The effectiveness and retention rates of methotrexate in psoriatic arthritis with methotrexate treated patients with rheumatoid arthritis as a reference population

Elisabeth Lie 1*, Désirée MFM van der Heijde 2, Till Uhlig 1, Marte S Heiberg 1, Wenche Koldingsnes 3, Erik Rødevand 4, Cecilie Kaufmann 5, Knut Mikkelsen 6 and Tore K Kvien 1

1 Diakonhjemmet Hospital, Norway
2 Leiden University Medical Center, Netherlands
3 University Hospital Northern Norway HF, Norway
4 St. Olav Hospital, Norway
5 Buskerud Central Hospital, Norway
6 Lillehammer Hospital for Rheumatic Diseases, Norway

* To whom correspondence should be addressed. E-mail: elisabeth_lie{at}yahoo.no.

Accepted 26 August 2009


Abstract

Objective: To examine effectiveness and 2-year retention rates of methotrexate (MTX) in MTX naïve patients with psoriatic arthritis (PsA).

Methods: We analyzed data on 430 PsA patients participating in an ongoing longitudinal observational multicenter study in Norway. 1218 MTX naïve rheumatoid arthritis (RA) patients from the same study served as a reference population.

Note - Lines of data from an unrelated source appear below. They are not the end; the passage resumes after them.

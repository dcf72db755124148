//! # Store
//!
//! Everything the ledger persists goes through [`Store`]. Two backends:
//!
//! - [`RedisStore`]: production, atomic writes via Lua scripts
//! - [`MemoryStore`]: tests and local runs, a single mutex around plain maps
//!
//! ## Requirements
//!
//! - A bet debit re-checks the balance in the same atomic step as the write
//! - A bet is settled at most once, the settled flag is checked inside the write
//! - Prediction status moves by compare-and-set so concurrent runs cannot both win
//! - Documents read back are parsed and validated before use
//!
//! ## Redis Layout
//!
//! - `user:{uid}`: hash (uid, email, displayName, **points**, createdAt)
//! - `leaderboard`: sorted set, uid scored by points
//! - `prediction:{id}`, `quiz:{id}`, `bet:{id}`: JSON documents
//! - `predictions`, `quizzes`: sets of ids
//! - `bets:user:{uid}`: sorted set of bet ids scored by timestamp (ms)
//! - `bets:prediction:{id}`: set of bet ids
//! - `attempt:{uid}:{quiz}`: marker for a submitted quiz
use std::future::Future;

use ledger::{LedgerError, Prediction, Quiz, User, UserBet, settlement::Resolution};
use serde::Serialize;

use crate::error::AppError;

pub mod memory;
pub mod remote;

pub use memory::MemoryStore;
pub use remote::RedisStore;

pub const LEADERBOARD: &str = "leaderboard";
pub const PREDICTIONS: &str = "predictions";
pub const QUIZZES: &str = "quizzes";

pub fn user_key(uid: &str) -> String {
    format!("user:{uid}")
}

pub fn prediction_key(id: &str) -> String {
    format!("prediction:{id}")
}

pub fn quiz_key(id: &str) -> String {
    format!("quiz:{id}")
}

pub fn bet_key(id: &str) -> String {
    format!("bet:{id}")
}

pub fn user_bets_key(uid: &str) -> String {
    format!("bets:user:{uid}")
}

pub fn prediction_bets_key(id: &str) -> String {
    format!("bets:prediction:{id}")
}

pub fn attempt_key(uid: &str, quiz_id: &str) -> String {
    format!("attempt:{uid}:{quiz_id}")
}

pub fn encode<T: Serialize>(value: &T) -> Result<String, AppError> {
    serde_json::to_string(value).map_err(|e| AppError::InternalError(e.into()))
}

/// Outcome of the atomic bet write.
#[derive(Clone, Copy, Debug, PartialEq, Eq)]
pub enum Placement {
    Placed { balance: u64 },
    /// A bet with this id already exists, nothing was debited.
    Duplicate,
}

pub trait Store: Send + Sync + 'static {
    fn get_user(&self, uid: &str) -> impl Future<Output = Result<Option<User>, AppError>> + Send;

    /// Inserts `user` unless the uid exists; returns whatever is stored afterwards.
    fn create_user(&self, user: &User) -> impl Future<Output = Result<User, AppError>> + Send;

    fn top_users(&self, limit: usize) -> impl Future<Output = Result<Vec<User>, AppError>> + Send;

    fn get_prediction(
        &self,
        id: &str,
    ) -> impl Future<Output = Result<Option<Prediction>, AppError>> + Send;

    fn list_predictions(&self) -> impl Future<Output = Result<Vec<Prediction>, AppError>> + Send;

    /// Inserts or replaces. A stored prediction with a recorded result, or a cancelled
    /// one, is only replaced by an identical copy.
    fn put_prediction(
        &self,
        prediction: &Prediction,
    ) -> impl Future<Output = Result<(), AppError>> + Send;

    /// Read-modify-write of one prediction, retried on concurrent modification.
    fn update_prediction<F>(
        &self,
        id: &str,
        apply: F,
    ) -> impl Future<Output = Result<Prediction, AppError>> + Send
    where
        F: Fn(Prediction) -> Result<Prediction, LedgerError> + Send + Sync;

    fn get_quiz(&self, id: &str) -> impl Future<Output = Result<Option<Quiz>, AppError>> + Send;

    fn list_quizzes(&self) -> impl Future<Output = Result<Vec<Quiz>, AppError>> + Send;

    /// Published quizzes never change, republishing an identical copy is a no-op.
    fn put_quiz(&self, quiz: &Quiz) -> impl Future<Output = Result<(), AppError>> + Send;

    /// Debits the stake and appends the bet in one step. Fails with
    /// `InsufficientBalance` or `PredictionNotActive` against current state.
    fn insert_bet(&self, bet: &UserBet) -> impl Future<Output = Result<Placement, AppError>> + Send;

    fn get_bet(&self, id: &str) -> impl Future<Output = Result<Option<UserBet>, AppError>> + Send;

    /// Newest first.
    fn user_bets(&self, uid: &str) -> impl Future<Output = Result<Vec<UserBet>, AppError>> + Send;

    fn prediction_bets(
        &self,
        prediction_id: &str,
    ) -> impl Future<Output = Result<Vec<UserBet>, AppError>> + Send;

    /// Writes the settled bet and credits its user unless the stored bet is
    /// already settled. Returns whether anything was applied.
    fn apply_resolution(
        &self,
        resolution: &Resolution,
    ) -> impl Future<Output = Result<bool, AppError>> + Send;

    /// Marks the quiz as submitted and credits `points`, once per user and quiz.
    /// Returns the new balance.
    fn record_quiz_attempt(
        &self,
        uid: &str,
        quiz_id: &str,
        points: u64,
    ) -> impl Future<Output = Result<u64, AppError>> + Send;
}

Assessments included measures of disease activity (28-joint counts, acute phase reactants), health status and utility scores. Six-month effectiveness data were compared both by crude analyses and with adjustments for age, sex and the respective baseline values. Two-year drug survival was compared by Kaplan-Meier and Cox regression analyses.

Results After 6 months of MTX treatment, both PsA and RA patients improved in most disease activity measures and patient reported outcomes. In the adjusted analysis PsA patients tended to have less improvement, but changes were in the same range as in RA patients. Two-year retention rates of MTX therapy in PsA and RA patients were 65% and 66%, respectively, with only minor differences in reported reasons for discontinuation. Lower age, longer disease duration, and higher MHAQ score and patient global assessment were independent predictors of MTX termination within the first two years of treatment.

Conclusion In this real life study, MTX treatment was associated with improvement of disease activity and health related quality of life in PsA patients after 6 months of therapy. Retention rates of MTX were similar in PsA and RA.